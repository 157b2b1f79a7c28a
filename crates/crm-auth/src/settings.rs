//! Connection settings.

use std::fmt;
use std::time::Duration;

use crm_soap_client::{Error, Result};

/// Default lifetime for cached entity schema data: eight hours.
pub const DEFAULT_CACHE_TTL: Duration = Duration::from_secs(28800);

/// How tokens are obtained from the identity provider.
#[derive(Debug, Clone, Copy, PartialEq, Eq)]
pub enum AuthMode {
    /// On-premises deployment authenticating through an ADFS server.
    Federation,
    /// Online deployment authenticating through the online federation
    /// endpoint.
    OnlineFederation,
}

/// Everything needed to reach and authenticate against a CRM deployment.
#[derive(Clone)]
pub struct Settings {
    /// Discovery service URL, e.g.
    /// `https://dev.crm.example.com/XRMServices/2011/Discovery.svc`.
    pub discovery_url: String,
    /// Organization service URL, e.g.
    /// `https://org.crm.example.com/XRMServices/2011/Organization.svc`.
    pub organization_url: String,
    /// Account username.
    pub username: String,
    /// Account password.
    pub password: String,
    /// Authentication mode of the deployment.
    pub auth_mode: AuthMode,
    /// Lifetime for cached entity schema data.
    pub cache_ttl: Duration,
}

impl Settings {
    pub fn new(
        organization_url: impl Into<String>,
        username: impl Into<String>,
        password: impl Into<String>,
        auth_mode: AuthMode,
    ) -> Self {
        Self {
            discovery_url: String::new(),
            organization_url: organization_url.into(),
            username: username.into(),
            password: password.into(),
            auth_mode,
            cache_ttl: DEFAULT_CACHE_TTL,
        }
    }

    pub fn with_discovery_url(mut self, discovery_url: impl Into<String>) -> Self {
        self.discovery_url = discovery_url.into();
        self
    }

    pub fn with_cache_ttl(mut self, cache_ttl: Duration) -> Self {
        self.cache_ttl = cache_ttl;
        self
    }

    /// Check that the settings are usable before any network call.
    ///
    /// Username, password, and organization URL are always required; the
    /// discovery URL only for federated deployments, where the discovery
    /// WSDL carries the ADFS issuer metadata.
    pub fn validate(&self) -> Result<()> {
        if self.username.is_empty() {
            return Err(Error::state("Username is not set"));
        }
        if self.password.is_empty() {
            return Err(Error::state("Password is not set"));
        }
        if self.organization_url.is_empty() {
            return Err(Error::state("Organization service URL is not set"));
        }
        if self.auth_mode == AuthMode::Federation && self.discovery_url.is_empty() {
            return Err(Error::state(
                "Discovery service URL is required for Federation authentication",
            ));
        }
        Ok(())
    }
}

// Settings end up in debug logs; never print the password.
impl fmt::Debug for Settings {
    fn fmt(&self, f: &mut fmt::Formatter<'_>) -> fmt::Result {
        f.debug_struct("Settings")
            .field("discovery_url", &self.discovery_url)
            .field("organization_url", &self.organization_url)
            .field("username", &self.username)
            .field("password", &"***")
            .field("auth_mode", &self.auth_mode)
            .field("cache_ttl", &self.cache_ttl)
            .finish()
    }
}

#[cfg(test)]
mod tests {
    use super::*;

    fn settings() -> Settings {
        Settings::new(
            "https://org.crm.example.com/XRMServices/2011/Organization.svc",
            "user@example.com",
            "hunter2",
            AuthMode::OnlineFederation,
        )
    }

    #[test]
    fn test_debug_redacts_password() {
        let out = format!("{:?}", settings());
        assert!(!out.contains("hunter2"));
        assert!(out.contains("user@example.com"));
    }

    #[test]
    fn test_validate_accepts_online_without_discovery_url() {
        assert!(settings().validate().is_ok());
    }

    #[test]
    fn test_validate_requires_discovery_url_for_federation() {
        let mut s = settings();
        s.auth_mode = AuthMode::Federation;
        assert!(s.validate().is_err());

        let s = s.with_discovery_url("https://dev.crm.example.com/XRMServices/2011/Discovery.svc");
        assert!(s.validate().is_ok());
    }

    #[test]
    fn test_validate_requires_credentials() {
        let mut s = settings();
        s.password = String::new();
        assert!(s.validate().is_err());

        let mut s = settings();
        s.username = String::new();
        assert!(s.validate().is_err());
    }
}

= = =

> _YOUR GOAL_:
Supply the count of lines in the entries that include "Duration", and no other text.

> _ANSWER_:
4